Figure 1: The proposed setup for exploiting hot paths.

running the code.

This obstacle invites new approaches to increasing the speed of CPU's. With the Programming Smart Machine Lab (PSML)[AWE+14, WAS12, App14], a new model is proposed. It is noted that traces of CPUs are very non-random. This implies there's redundancy in the trace streams, which implies there exists so-called hot paths, which are long pieces of code with minimal side-effects that are repeatedly executed by the computer. PSML proposes a form of *Memoization* of the hot paths, originally proposed by [Mic68]:

""It would be useful if computers could learn from experience and thus automatically improve the efficiency of their own programs during execution... When I write a clumsy program for a contemporary computer a thousand runs on the machine do not re-educate my handiwork. On every execution, each time-wasting blemish and crudity, each needless test and redundant evaluation, is meticulously reproduced."

<sup>\*</sup>samepst@jptheorygroup.com







Figure 2: The evolution of the state of the computer, represented as a binary image.

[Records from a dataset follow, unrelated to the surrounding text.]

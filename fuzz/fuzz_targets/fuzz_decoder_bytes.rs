#![no_main]

use std::convert::Infallible;

use bytes::Bytes;
use futures_util::stream::once;
use libfuzzer_sys::fuzz_target;
use multiform::Decoder;
use tokio::runtime;

fuzz_target!(|data: &[u8]| {
    let data = data.to_vec();
    let stream = once(async move { Result::<Bytes, Infallible>::Ok(Bytes::from(data)) });

    let mut decoder = Decoder::new(stream, "X-BOUNDARY");

    let rt = runtime::Builder::new_current_thread().build().expect("runtime");
    rt.block_on(async {
        let mut breaks = 0;
        while breaks < 3 {
            match decoder.next_part().await {
                Err(_) | Ok(None) => breaks += 1,
                Ok(Some(part)) => {
                    let _ = part.text();
                }
            }
        }
    })
});
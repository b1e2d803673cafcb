use bytes::BytesMut;
use http::header::HeaderMap;

use crate::buffer::StreamBuffer;
use crate::content_disposition::ContentDisposition;

pub(crate) struct DecoderState {
    pub(crate) buffer: StreamBuffer,
    pub(crate) boundary: String,
    pub(crate) stage: StreamingStage,
    pub(crate) next_field_idx: usize,
    pub(crate) curr_field: Option<CurrentField>,
}

pub(crate) struct CurrentField {
    pub(crate) idx: usize,
    pub(crate) headers: HeaderMap,
    pub(crate) content_disposition: ContentDisposition,
    pub(crate) data: BytesMut,
    pub(crate) size_limit: u64,
}

#[derive(Debug, Clone, Copy, PartialEq, Eq)]
pub(crate) enum StreamingStage {
    FindingFirstBoundary,
    ReadingBoundary,
    DeterminingBoundaryType,
    ReadingFieldHeaders,
    ReadingFieldData,
    Eof,
}
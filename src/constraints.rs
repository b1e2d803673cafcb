use std::path::PathBuf;

use crate::size_limit::SizeLimit;

/// Represents the decoder configuration: which fields are accepted, how big
/// they may get and where file parts are written.
///
/// # Examples
///
/// ```
/// use multiform::{Constraints, SizeLimit};
///
/// let constraints = Constraints::new()
///     .allowed_fields(vec!["name", "document"])
///     .size_limit(SizeLimit::new().whole_stream(15 * 1024 * 1024).per_field(10 * 1024 * 1024))
///     .upload_dir(std::env::temp_dir().join("uploads"));
/// ```
#[derive(Debug, Clone)]
pub struct Constraints {
    pub(crate) size_limit: SizeLimit,
    pub(crate) allowed_fields: Option<Vec<String>>,
    pub(crate) upload_dir: PathBuf,
}

impl Constraints {
    /// Creates a set of rules with no field restriction, no size limit and
    /// the system temporary directory as upload directory.
    pub fn new() -> Constraints {
        Constraints::default()
    }

    /// Applies rules on field sizes.
    pub fn size_limit(mut self, size_limit: SizeLimit) -> Constraints {
        self.size_limit = size_limit;
        self
    }

    /// Accepts only the given field names; any other field fails decoding
    /// with [`Error::UnknownField`](crate::Error::UnknownField).
    pub fn allowed_fields<N: Into<String>>(mut self, allowed_fields: Vec<N>) -> Constraints {
        let allowed_fields = allowed_fields.into_iter().map(|item| item.into()).collect();
        self.allowed_fields = Some(allowed_fields);
        self
    }

    /// Sets the directory decoded file parts are written to.
    pub fn upload_dir<P: Into<PathBuf>>(mut self, upload_dir: P) -> Constraints {
        self.upload_dir = upload_dir.into();
        self
    }

    pub(crate) fn is_it_allowed(&self, field: Option<&str>) -> bool {
        match &self.allowed_fields {
            Some(allowed_fields) => field
                .map(|field| allowed_fields.iter().any(|item| item == field))
                .unwrap_or(false),
            None => true,
        }
    }
}

impl Default for Constraints {
    fn default() -> Self {
        Constraints {
            size_limit: SizeLimit::default(),
            allowed_fields: None,
            upload_dir: std::env::temp_dir(),
        }
    }
}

Mitchie further noted that functions can be *memoized* and either calculated directly (rote) or through a lookup table (rule).

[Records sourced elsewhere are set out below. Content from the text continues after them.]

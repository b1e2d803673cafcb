use std::fmt::{self, Debug, Display, Formatter};
use std::io;
use std::path::PathBuf;
use std::sync::Arc;

use derive_more::Display;

/// A boxed error as returned by a [`Transport`](crate::Transport).
pub type BoxError = Box<dyn std::error::Error + Send + Sync>;

/// A shareable error cause, so [`Error`] stays cheap to clone.
pub type SharedError = Arc<dyn std::error::Error + Send + Sync>;

/// A set of errors that can occur while building, streaming or decoding a
/// multipart body.
#[derive(Display, Clone)]
#[non_exhaustive]
pub enum Error {
    /// An attached file couldn't be read. The whole multipart body is
    /// abandoned when this happens.
    #[display(fmt = "failed to read attachment '{}': {}", "path.display()", cause)]
    Attachment { path: PathBuf, cause: Arc<io::Error> },

    /// A [`Part`](crate::Part) was mutated in a state that doesn't allow it.
    #[display(fmt = "invalid part state: {}", _0)]
    InvalidState(&'static str),

    /// A header name given by the caller is not a valid HTTP header name.
    #[display(fmt = "invalid header name: {:?}", _0)]
    InvalidHeaderName(String),

    /// A header value given by the caller can't be put on the wire.
    #[display(fmt = "invalid value for header '{}'", name)]
    InvalidHeaderValue { name: String },

    /// The transport failed to deliver the request or its response.
    #[display(fmt = "transport failed: {}", _0)]
    Transport(SharedError),

    /// An unknown field is detected when decoder
    /// [`constraints`](crate::Constraints::allowed_fields) are added.
    #[display(fmt = "unknown field received: {}", "field_name.as_deref().unwrap_or(\"<unknown>\")")]
    UnknownField { field_name: Option<String> },

    /// The field data is found incomplete.
    #[display(
        fmt = "field '{}' received with incomplete data",
        "field_name.as_deref().unwrap_or(\"<unknown>\")"
    )]
    IncompleteFieldData { field_name: Option<String> },

    /// Couldn't read the field headers completely.
    #[display(fmt = "failed to read field complete headers")]
    IncompleteHeaders,

    /// Failed to read headers.
    #[display(fmt = "failed to read headers: {}", _0)]
    ReadHeaderFailed(httparse::Error),

    /// Failed to decode the field's raw header name to
    /// [`HeaderName`](http::header::HeaderName) type.
    #[display(fmt = "failed to decode field's raw header name: {:?} {}", name, cause)]
    DecodeHeaderName { name: String, cause: SharedError },

    /// Failed to decode the field's raw header value to
    /// [`HeaderValue`](http::header::HeaderValue) type.
    #[display(fmt = "failed to decode field's raw header value: {}", cause)]
    DecodeHeaderValue { value: Vec<u8>, cause: SharedError },

    /// Multipart stream is incomplete.
    #[display(fmt = "incomplete multipart stream")]
    IncompleteStream,

    /// The incoming field size exceeded the maximum limit.
    #[display(
        fmt = "field '{}' exceeded the maximum size limit: {} bytes",
        "field_name.as_deref().unwrap_or(\"<unknown>\")",
        limit
    )]
    FieldSizeExceeded { limit: u64, field_name: Option<String> },

    /// The incoming stream size exceeded the maximum limit.
    #[display(fmt = "stream size exceeded the maximum limit: {} bytes", limit)]
    StreamSizeExceeded { limit: u64 },

    /// Stream read failed.
    #[display(fmt = "stream read failed: {}", _0)]
    StreamReadFailed(SharedError),

    /// The `Content-Type` header is not `multipart/form-data`.
    #[display(fmt = "Content-Type is not multipart/form-data")]
    NoMultipart,

    /// Failed to convert the `Content-Type` to [`mime::Mime`] type.
    #[display(fmt = "Failed to convert Content-Type to `mime::Mime` type: {}", _0)]
    DecodeContentType(SharedError),

    /// No boundary found in `Content-Type` header.
    #[display(fmt = "multipart boundary not found in Content-Type")]
    NoBoundary,

    /// A decoded file part couldn't be written to the upload directory.
    #[display(fmt = "failed to persist uploaded file '{}': {}", "path.display()", cause)]
    PersistFile { path: PathBuf, cause: Arc<io::Error> },

    /// Failed to encode a value as `JSON` in
    /// [`form.json_field()`](crate::Form::json_field) method.
    #[cfg(feature = "json")]
    #[display(fmt = "failed to encode field value as JSON: {}", _0)]
    EncodeJson(Arc<serde_json::Error>),

    /// Failed to decode the part data as `JSON` in
    /// [`part.json()`](crate::DecodedPart::json) method.
    #[cfg(feature = "json")]
    #[display(fmt = "failed to decode field data as JSON: {}", _0)]
    DecodeJson(Arc<serde_json::Error>),
}

impl Error {
    pub(crate) fn attachment(path: PathBuf, cause: io::Error) -> Error {
        Error::Attachment {
            path,
            cause: Arc::new(cause),
        }
    }

    pub(crate) fn transport<E: Into<BoxError>>(cause: E) -> Error {
        let cause: BoxError = cause.into();
        Error::Transport(Arc::from(cause))
    }
}

impl Debug for Error {
    fn fmt(&self, f: &mut Formatter<'_>) -> fmt::Result {
        Display::fmt(self, f)
    }
}

impl std::error::Error for Error {
    fn source(&self) -> Option<&(dyn std::error::Error + 'static)> {
        match self {
            Error::Attachment { cause, .. } => Some(&**cause),
            Error::PersistFile { cause, .. } => Some(&**cause),
            Error::Transport(cause) => Some(&**cause),
            Error::StreamReadFailed(cause) => Some(&**cause),
            _ => None,
        }
    }
}

impl PartialEq for Error {
    fn eq(&self, other: &Self) -> bool {
        self.to_string().eq(&other.to_string())
    }
}

impl Eq for Error {}
//! Streaming `multipart/form-data` request bodies for tokio.rs in Rust.
//!
//! A [`Form`] collects text fields, file attachments and hand-built
//! [`Part`]s, then encodes them as a stream of [`Bytes`](bytes::Bytes)
//! chunks. Attachments are read concurrently while the body is streamed, but
//! parts always go out in the order they were declared. A [`Request`] wraps
//! a form for delivery through any [`Transport`], and a [`Decoder`] reads a
//! `multipart/form-data` stream back into fields and files.
//!
//! # Examples
//!
//! ```
//! use futures_util::stream::TryStreamExt;
//! use multiform::{Decoder, Form};
//!
//! # async fn run() -> multiform::Result<()> {
//! let mut form = Form::new();
//! form.field("name", "Tobi").field("species", "ferret");
//!
//! let boundary = form.boundary().to_owned();
//! let decoded = Decoder::new(form.into_stream(), boundary).decode().await?;
//!
//! assert_eq!(decoded.fields["name"], "Tobi");
//! assert_eq!(decoded.fields["species"], "ferret");
//! # Ok(())
//! # }
//! # tokio::runtime::Runtime::new().unwrap().block_on(run()).unwrap();
//! ```
//!
//! ## Optional features
//!
//! **`json`**: Adds [`Form::json_field`] and [`DecodedPart::json`] to send
//! and read parts as `JSON`.

pub use boundary::generate_boundary;
pub use constraints::Constraints;
pub use decoder::{DecodedFile, DecodedForm, DecodedPart, Decoder};
pub use error::{BoxError, Error, SharedError};
pub use form::{Form, FormStream};
pub use part::{FileMeta, FinalizedPart, Part};
pub use request::{Body, Request, Response, ResponseBody, Transport};
pub use resolver::{Filesystem, Resolver, TokioFs};
pub use size_limit::SizeLimit;

mod boundary;
mod buffer;
mod constants;
mod constraints;
mod content_disposition;
mod decoder;
mod error;
mod form;
mod helpers;
mod part;
mod request;
mod resolver;
mod size_limit;
mod state;

/// A Result type often returned from methods that can have `multiform` errors.
pub type Result<T> = std::result::Result<T, Error>;

/// Parses the `Content-Type` header to extract the boundary value.
///
/// # Examples
///
/// ```
/// # fn run() {
/// let content_type = "multipart/form-data; boundary=ABCDEFG";
///
/// assert_eq!(multiform::parse_boundary(content_type), Ok("ABCDEFG".to_owned()));
/// # }
/// # run();
/// ```
pub fn parse_boundary<T: AsRef<str>>(content_type: T) -> Result<String> {
    let m = content_type
        .as_ref()
        .parse::<mime::Mime>()
        .map_err(|err| Error::DecodeContentType(std::sync::Arc::new(err)))?;

    if !(m.type_() == mime::MULTIPART && m.subtype() == mime::FORM_DATA) {
        return Err(Error::NoMultipart);
    }

    m.get_param(mime::BOUNDARY)
        .map(|name| name.as_str().to_owned())
        .ok_or(Error::NoBoundary)
}
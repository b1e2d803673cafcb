use std::fmt::{self, Debug, Formatter};
use std::io;
use std::path::Path;
use std::sync::Arc;

use bytes::Bytes;
use futures_util::future::BoxFuture;

use crate::Part;

/// The filesystem an attachment is read from.
///
/// The default implementation, [`TokioFs`], reads through `tokio::fs`.
/// Another implementation can be plugged into a [`Form`](crate::Form) to
/// read attachments from somewhere else.
pub trait Filesystem: Send + Sync {
    /// Reads the whole file at `path`.
    fn read(&self, path: &Path) -> BoxFuture<'static, io::Result<Bytes>>;
}

/// Reads attachments from the local filesystem with `tokio::fs`.
#[derive(Debug, Clone, Copy, Default)]
pub struct TokioFs;

impl Filesystem for TokioFs {
    fn read(&self, path: &Path) -> BoxFuture<'static, io::Result<Bytes>> {
        let path = path.to_owned();
        Box::pin(async move { tokio::fs::read(path).await.map(Bytes::from) })
    }
}

/// Turns file-backed parts into parts holding the file content.
///
/// # Examples
///
/// ```
/// use multiform::Resolver;
///
/// # async fn run() {
/// let resolver = Resolver::default();
/// let err = resolver.resolve("does/not/exist.txt", None).await.unwrap_err();
///
/// assert!(matches!(err, multiform::Error::Attachment { .. }));
/// # }
/// # tokio::runtime::Runtime::new().unwrap().block_on(run());
/// ```
#[derive(Clone)]
pub struct Resolver {
    fs: Arc<dyn Filesystem>,
}

impl Resolver {
    pub fn new(fs: Arc<dyn Filesystem>) -> Resolver {
        Resolver { fs }
    }

    /// Reads the file at `path` into a new part named `file_name`, or the
    /// base name of `path`.
    pub fn resolve<P: AsRef<Path>>(&self, path: P, file_name: Option<&str>) -> BoxFuture<'static, crate::Result<Part>> {
        self.resolve_part(Part::file(path, file_name))
    }

    /// Reads the content of a part created with [`Part::file`]. Any other
    /// part is handed back unchanged.
    ///
    /// The read starts when the returned future is first polled and is
    /// abandoned when the future is dropped.
    pub fn resolve_part(&self, mut part: Part) -> BoxFuture<'static, crate::Result<Part>> {
        let read = part.pending_path().map(|path| (path.to_owned(), self.fs.read(path)));

        Box::pin(async move {
            if let Some((path, read)) = read {
                let bytes = read.await.map_err(|err| crate::Error::attachment(path.clone(), err))?;

                log::debug!("read attachment {} ({} bytes)", path.display(), bytes.len());

                part.bind_file(bytes)?;
            }

            Ok(part)
        })
    }
}

impl Default for Resolver {
    fn default() -> Self {
        Resolver::new(Arc::new(TokioFs))
    }
}

impl Debug for Resolver {
    fn fmt(&self, f: &mut Formatter<'_>) -> fmt::Result {
        f.debug_struct("Resolver").finish()
    }
}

"On each given occasion proceed either by rule, or by rote, or by a blend of the two, solely as dictated by the expediency of the moment ... rule versus rote decisions shall be handled by the machine behind the scenes."

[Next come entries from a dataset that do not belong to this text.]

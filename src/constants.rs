use lazy_static::lazy_static;
use regex::Regex;

pub(crate) const DEFAULT_WHOLE_STREAM_SIZE_LIMIT: u64 = std::u64::MAX;
pub(crate) const DEFAULT_PER_FIELD_SIZE_LIMIT: u64 = std::u64::MAX;

pub(crate) const MAX_HEADERS: usize = 32;
pub(crate) const BOUNDARY_EXT: &str = "--";
pub(crate) const CR: u8 = b'\r';
pub(crate) const CRLF: &str = "\r\n";
pub(crate) const CRLF_CRLF: &str = "\r\n\r\n";

pub(crate) const BOUNDARY_PREFIX: &str = "----MultiformBoundary";
pub(crate) const BOUNDARY_RANDOM_LEN: usize = 32;

pub(crate) const DISPOSITION_FORM_DATA: &str = "form-data";
pub(crate) const DISPOSITION_ATTACHMENT: &str = "attachment";

pub(crate) const UPLOADED_FILE_PREFIX: &str = "multiform-upload-";
pub(crate) const UPLOADED_FILE_RANDOM_LEN: usize = 24;

lazy_static! {
    pub(crate) static ref CONTENT_DISPOSITION_TYPE_RE: Regex = Regex::new(r#"^\s*([^;\s]+)"#).unwrap();
    pub(crate) static ref CONTENT_DISPOSITION_FIELD_NAME_RE: Regex =
        Regex::new(r#"(?i);\s*name\s*=\s*(?:"([^"]*)"|([^;\s"]+))"#).unwrap();
    pub(crate) static ref CONTENT_DISPOSITION_FILE_NAME_RE: Regex =
        Regex::new(r#"(?i);\s*filename\s*=\s*(?:"([^"]*)"|([^;\s"]+))"#).unwrap();
}
//! Client side of the booking flow: a typed API client, the step-by-step
//! booking wizard and a guard against out-of-order slot responses.

pub mod api;
pub mod error;
pub mod session;
pub mod tracker;
pub mod wizard;

pub use api::{BookingApiClient, CancellationReceipt, NewAppointment, RescheduleRequest};
pub use error::ClientError;
pub use session::AuthSession;
pub use tracker::{RequestTicket, SlotRequestTracker};
pub use wizard::{BookingWizard, PatientDetails, WizardError, WizardStep};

With memoization in mind, the proposed setup (with some minor changes) can be seen in Figure 1. The CPU sends its operating trace to a GPU, which uses machine learning to identify hot paths. The hot paths are sent to a database. This database, upon receiving the same trace as the GPU, will periodically indicate a jump forward in the state of the computer. To the author's knowledge, PSML was the first team to propose this configuration.

This paper proposes a solution to the database component in Figure 1. This database is called the SEDATABASE, short for side effect database. The machine learning portion is out of the scope of this paper, but some discussion on this topic is included. We introduce a new method to directly compile, in  $O(n \log n)$  time, large streams of assembler trace C into new code D that contains a minimal set of conditions and side effects of C. This new compiled code is called SECODE, short for side effect code. The CPU runs the new SECODE D and if all the conditions

are satisfied, then the side effects of D are incorporated into the system. Otherwise, the changes of D are discarded and system returns to running C. The SECODE D is highly optimized. The following components of C are removed:

- Redundant memory operations.
- Math operations.
- Transient register operations.
- Transient memory operations.
- Transient stack operations.

Very large FOR loops are handled by only compiling the most common subset of paths taken. SECODE is compiled without any programmer annotation. This method can also handle floating point registers with approximate programming. However this requires explicit markup in the code by the programmer.

In [AWE+14], the state of the computer was represented as a  $1 \times n$  binary picture which evolves over time, as seen in Figure 2 (seen as an  $n \times n$  picture). They described the evolution of the computer as a very long video. Partial states of the image are queried into the database and if a matching rule is found, the state of the computer is updated with a new partial picture.

However, this approach has some difficulties. Take, for example, the following code. It starts with an input of two integer variables n and m and a pointer

Figure 3: The original code is compiled into SEDIAGRAMS which are, in turn, reduced and recompiled into SECODE.

head. It constructs a m sized linked list starting at head and at node i it stores func(n,i), for some complicated math function func. It then terminates. Because the head pointer is different at every run, one cannot use the method described in [AWE+14]. One would like the recompiled code to be pointer agnostic. Indeed, in this paper, SECODE treats pointers as variables, so it can create the linked list as well as memoize func(n,i) for every node. The following criterion is used to distinguish pointers from regular variables:

Pointers only are added to and subtracted from, and compared with other pointers or zero.

## 2 Setup

In this section, the overall setup is discussed. There are two phases, the SECode construction phase and the execution phase.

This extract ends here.